EL PAÍS - Opinión - 20-04-2006
¿Puede alguien ser musulmán y también patrióticamente norteamericano? Es la pregunta que me planteé la otra noche, cuando cené con el capitán James Yee. Se trata del primer militar norteamericano que le ha contado al mundo lo que verdaderamente pasa dentro de las jaulas y detrás de las alambradas del centro de detención que opera los Estados Unidos en Guantánamo, Cuba: la tortura, la profanación del Corán, la hostilidad incesante que exhiben los interrogadores hacia el islam.
El capitán Yee conoce a fondo esta desolada situación porque ofició, a partir de noviembre de 2002, como capellán musulmán en Guantánamo, atendiendo las urgencias espirituales de aquellos enemigos del Estado norteamericano que se han visto encarcelados en ese sitio en forma indefinida bajo el rótulo de "enemy combatants". Hasta que, en septiembre de 2003, el hombre que había intentado aliviar en algo el infierno en que naufragaban esas almas perdidas y esos cuerpos dañados, fue él mismo arrestado y sometido a 76 días de incomunicación. Se le acusaba de ser espía y traidor y se le amenazó con la pena de muerte. Jamás se presentaron pruebas en su contra y un buen día los cargos fueron retirados. Muchos meses más tarde, al capitán Yee le prendieron una medalla en el uniforme y le dieron de baja del Ejército con todos los honores del caso. Su separación de las Fuerzas Armadas le permitió contar públicamente su padecimiento (y el de los otros prisioneros) en un libro fundamental, For God and Country (Por Dios y la Patria).

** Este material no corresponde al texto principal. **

//! Sweep Controller
//!
//! Maps elapsed time onto load position and re-solves once per tick. The
//! controller owns no analysis logic: each tick computes
//! `progress = elapsed / duration` clamped to [0, 1], moves the load template
//! to `position = progress` and publishes the new [`SweepFrame`].
//!
//! Stepping is cooperative. The caller decides when to tick (a UI timer, a
//! fixed-step loop or [`SweepController::run_stepped`] in a batch tool).
//! Cancellation is immediate: once [`SweepController::cancel`] or a
//! [`CancelHandle`] fires, no further frame is published, including one whose
//! solve was already in progress.
//!
//! ## Example
//! ```rust
//! use std::time::Duration;
//! use beam_core::beam::BeamConfig;
//! use beam_core::calculations::sweep::{SweepController, SweepState};
//! use beam_core::loads::LoadCase;
//!
//! let mut sweep = SweepController::new(
//!     &BeamConfig::default(),
//!     LoadCase::point(100.0, 0.0),
//!     Duration::from_secs(2),
//! ).unwrap();
//!
//! let frame = sweep.tick(Duration::from_secs(1)).unwrap().unwrap();
//! assert_eq!(frame.position, 0.5);
//!
//! sweep.cancel();
//! assert!(sweep.tick(Duration::from_millis(1500)).unwrap().is_none());
//! assert_eq!(sweep.state(), SweepState::Cancelled);
//! ```

use std::sync::atomic::{AtomicBool, Ordering};
use std::sync::Arc;
use std::time::Duration;

use serde::{Deserialize, Serialize};
use tracing::{debug, info};

use super::{solve_load, SolveOptions};
use crate::beam::{BeamConfig, BeamModel};
use crate::errors::{CalcError, CalcResult};
use crate::loads::LoadCase;
use crate::results::{ResultSet, StationGrid};

/// Shared cancellation flag for a running sweep.
///
/// Clones refer to the same flag and may be moved to other threads.
#[derive(Debug, Clone, Default)]
pub struct CancelHandle(Arc<AtomicBool>);

impl CancelHandle {
    /// Request cancellation
    pub fn cancel(&self) {
        self.0.store(true, Ordering::SeqCst);
    }

    /// True once cancellation has been requested
    pub fn is_cancelled(&self) -> bool {
        self.0.load(Ordering::SeqCst)
    }
}

/// Lifecycle of a sweep
#[derive(Debug, Clone, Copy, PartialEq, Eq, Serialize, Deserialize)]
pub enum SweepState {
    Running,
    Finished,
    Cancelled,
}

/// One published step of a sweep
#[derive(Debug, Clone, PartialEq, Serialize, Deserialize)]
pub struct SweepFrame {
    /// Fraction of the sweep completed, in [0, 1]
    pub progress: f64,
    /// Normalized load position solved for this frame
    pub position: f64,
    /// Response with the load at `position`
    pub result: ResultSet,
}

/// Time-driven stepping of a load template across the beam
#[derive(Debug)]
pub struct SweepController {
    model: BeamModel,
    template: LoadCase,
    grid: StationGrid,
    duration: Duration,
    cancel: CancelHandle,
    finished: bool,
    last_frame: Option<SweepFrame>,
}

impl SweepController {
    /// Create a sweep over `duration` with default solve options
    pub fn new(beam: &BeamConfig, template: LoadCase, duration: Duration) -> CalcResult<Self> {
        Self::with_options(beam, template, duration, &SolveOptions::default())
    }

    /// Create a sweep with explicit solve options
    pub fn with_options(
        beam: &BeamConfig,
        template: LoadCase,
        duration: Duration,
        options: &SolveOptions,
    ) -> CalcResult<Self> {
        if duration.is_zero() {
            return Err(CalcError::invalid_configuration(
                "duration",
                format!("{duration:?}"),
                "Sweep duration must be greater than zero",
            ));
        }
        let model = beam.model()?;
        template.validate(model.length_m)?;
        let grid = StationGrid::new(model.length_m, options.divisions)?;

        info!(
            support = %model.support,
            load = template.display_name(),
            duration_s = duration.as_secs_f64(),
            "sweep started"
        );

        Ok(Self {
            model,
            template,
            grid,
            duration,
            cancel: CancelHandle::default(),
            finished: false,
            last_frame: None,
        })
    }

    /// A handle that cancels this sweep from anywhere
    pub fn cancel_handle(&self) -> CancelHandle {
        self.cancel.clone()
    }

    /// Cancel the sweep; no further frames are published
    pub fn cancel(&self) {
        self.cancel.cancel();
    }

    /// Current lifecycle state
    pub fn state(&self) -> SweepState {
        if self.finished {
            SweepState::Finished
        } else if self.cancel.is_cancelled() {
            SweepState::Cancelled
        } else {
            SweepState::Running
        }
    }

    /// The most recently published frame
    pub fn last_frame(&self) -> Option<&SweepFrame> {
        self.last_frame.as_ref()
    }

    /// Configured sweep duration
    pub fn duration(&self) -> Duration {
        self.duration
    }

    /// Progress corresponding to `elapsed`, clamped to [0, 1]
    pub fn progress_at(&self, elapsed: Duration) -> f64 {
        (elapsed.as_secs_f64() / self.duration.as_secs_f64()).clamp(0.0, 1.0)
    }

    /// Advance to `elapsed` and publish a frame.
    ///
    /// Returns `None` once the sweep is finished or cancelled.
    pub fn tick(&mut self, elapsed: Duration) -> CalcResult<Option<&SweepFrame>> {
        let progress = self.progress_at(elapsed);
        self.advance_to(progress)
    }

    /// Advance directly to `progress` (clamped to [0, 1]) and publish a frame.
    pub fn advance_to(&mut self, progress: f64) -> CalcResult<Option<&SweepFrame>> {
        if self.state() != SweepState::Running {
            return Ok(None);
        }

        let progress = if progress.is_nan() { 0.0 } else { progress.clamp(0.0, 1.0) };
        let result = solve_load(&self.model, &self.template.with_position(progress), &self.grid)?;

        // A cancel that landed during the solve still wins
        if self.cancel.is_cancelled() {
            debug!(progress, "frame discarded after cancel");
            return Ok(None);
        }

        debug!(progress, "sweep tick");
        self.last_frame = Some(SweepFrame {
            progress,
            position: progress,
            result,
        });
        if progress >= 1.0 {
            self.finished = true;
            info!("sweep finished");
        }
        Ok(self.last_frame.as_ref())
    }

    /// Drive the sweep at a fixed step of `1 / frames`, calling `on_frame` for
    /// every published frame. Stops early on cancellation.
    pub fn run_stepped<F>(&mut self, frames: usize, mut on_frame: F) -> CalcResult<SweepState>
    where
        F: FnMut(&SweepFrame),
    {
        if frames == 0 {
            return Err(CalcError::invalid_configuration(
                "frames",
                "0",
                "Stepped sweep needs at least one frame",
            ));
        }

        for i in 0..=frames {
            match self.advance_to(i as f64 / frames as f64)? {
                Some(frame) => on_frame(frame),
                None => break,
            }
        }

        let state = self.state();
        if state == SweepState::Cancelled {
            info!(
                last_progress = self.last_frame.as_ref().map(|f| f.progress),
                "sweep cancelled"
            );
        }
        Ok(state)
    }
}

#[cfg(test)]
mod tests {
    use super::*;
    use std::thread;

    fn controller() -> SweepController {
        SweepController::new(
            &BeamConfig::default(),
            LoadCase::point(100.0, 0.0),
            Duration::from_secs(10),
        )
        .unwrap()
    }

    #[test]
    fn test_progress_clamped() {
        let sweep = controller();
        assert_eq!(sweep.progress_at(Duration::ZERO), 0.0);
        assert_eq!(sweep.progress_at(Duration::from_secs(5)), 0.5);
        assert_eq!(sweep.progress_at(Duration::from_secs(60)), 1.0);
    }

    #[test]
    fn test_tick_moves_load() {
        let mut sweep = controller();
        let frame = sweep.tick(Duration::from_secs(5)).unwrap().unwrap();
        assert_eq!(frame.position, 0.5);
        assert!((frame.result.bending_moment[50] - 250.0).abs() < 1e-9);
        assert_eq!(sweep.state(), SweepState::Running);
    }

    #[test]
    fn test_finishes_at_full_progress() {
        let mut sweep = controller();
        assert!(sweep.tick(Duration::from_secs(12)).unwrap().is_some());
        assert_eq!(sweep.state(), SweepState::Finished);
        assert!(sweep.tick(Duration::from_secs(13)).unwrap().is_none());
        assert_eq!(sweep.last_frame().unwrap().progress, 1.0);
    }

    #[test]
    fn test_cancel_stops_publishing() {
        let mut sweep = controller();
        sweep.tick(Duration::from_secs(3)).unwrap();
        sweep.cancel();
        assert!(sweep.tick(Duration::from_secs(4)).unwrap().is_none());
        assert_eq!(sweep.state(), SweepState::Cancelled);
        assert_eq!(sweep.last_frame().unwrap().progress, 0.3);
    }

    #[test]
    fn test_run_stepped_cancel_from_callback() {
        let mut sweep = controller();
        let handle = sweep.cancel_handle();
        let mut seen = Vec::new();

        let state = sweep
            .run_stepped(10, |frame| {
                seen.push(frame.progress);
                if frame.progress >= 0.3 {
                    handle.cancel();
                }
            })
            .unwrap();

        assert_eq!(state, SweepState::Cancelled);
        assert_eq!(seen.len(), 4);
        assert!(sweep.last_frame().unwrap().progress <= 0.3);
    }

    #[test]
    fn test_cancel_from_another_thread() {
        let mut sweep = controller();
        let handle = sweep.cancel_handle();
        sweep.tick(Duration::from_secs(1)).unwrap();

        thread::spawn(move || handle.cancel()).join().unwrap();

        assert!(sweep.tick(Duration::from_secs(2)).unwrap().is_none());
        assert_eq!(sweep.state(), SweepState::Cancelled);
        assert_eq!(sweep.last_frame().unwrap().progress, 0.1);
    }

    #[test]
    fn test_run_stepped_completes() {
        let mut sweep = controller();
        let mut count = 0;
        let state = sweep.run_stepped(20, |_| count += 1).unwrap();
        assert_eq!(state, SweepState::Finished);
        assert_eq!(count, 21);
    }

    #[test]
    fn test_rejects_zero_duration_and_bad_template() {
        let err = SweepController::new(&BeamConfig::default(), LoadCase::default(), Duration::ZERO)
            .unwrap_err();
        assert_eq!(err.error_code(), "INVALID_CONFIGURATION");

        let err = SweepController::new(
            &BeamConfig::default(),
            LoadCase::point(-1.0, 0.0),
            Duration::from_secs(1),
        )
        .unwrap_err();
        assert_eq!(err.error_code(), "INVALID_LOAD");
    }
}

Cuando me junté con el capitán Yee esperaba, más que nada, informarme acerca de los "secretos" de Guantánamo, pero a los pocos minutos de conversar con él me di cuenta de que su caso era fascinante por un motivo enteramente distinto. No había esperado, debo confesarlo, que fuera tan norteamericano, tan completamente, tan prototípicamente, tan descaradamente norteamericano. No había anticipado su suave acento de Nueva Jersey, su pasión por el béisbol y la cultura pop yanqui. Sabía, por cierto, que Jame Yee, como tantos compatriotas suyos, era de una familia inmigrante. Y también que se había graduado de la Academia de West Point, que su padre había sido militar, así como lo eran todavía sus dos hermanos. Pero no lo había imaginado tan intensamente patriótico, tan enamorado del país que lo había perseguido. No había creído que el capitán Yee seguiría aferrado al "sueño americano": no importa quién eres, qué fe profesas, de dónde vienes, siempre serás bienvenido en este lugar de la Tierra.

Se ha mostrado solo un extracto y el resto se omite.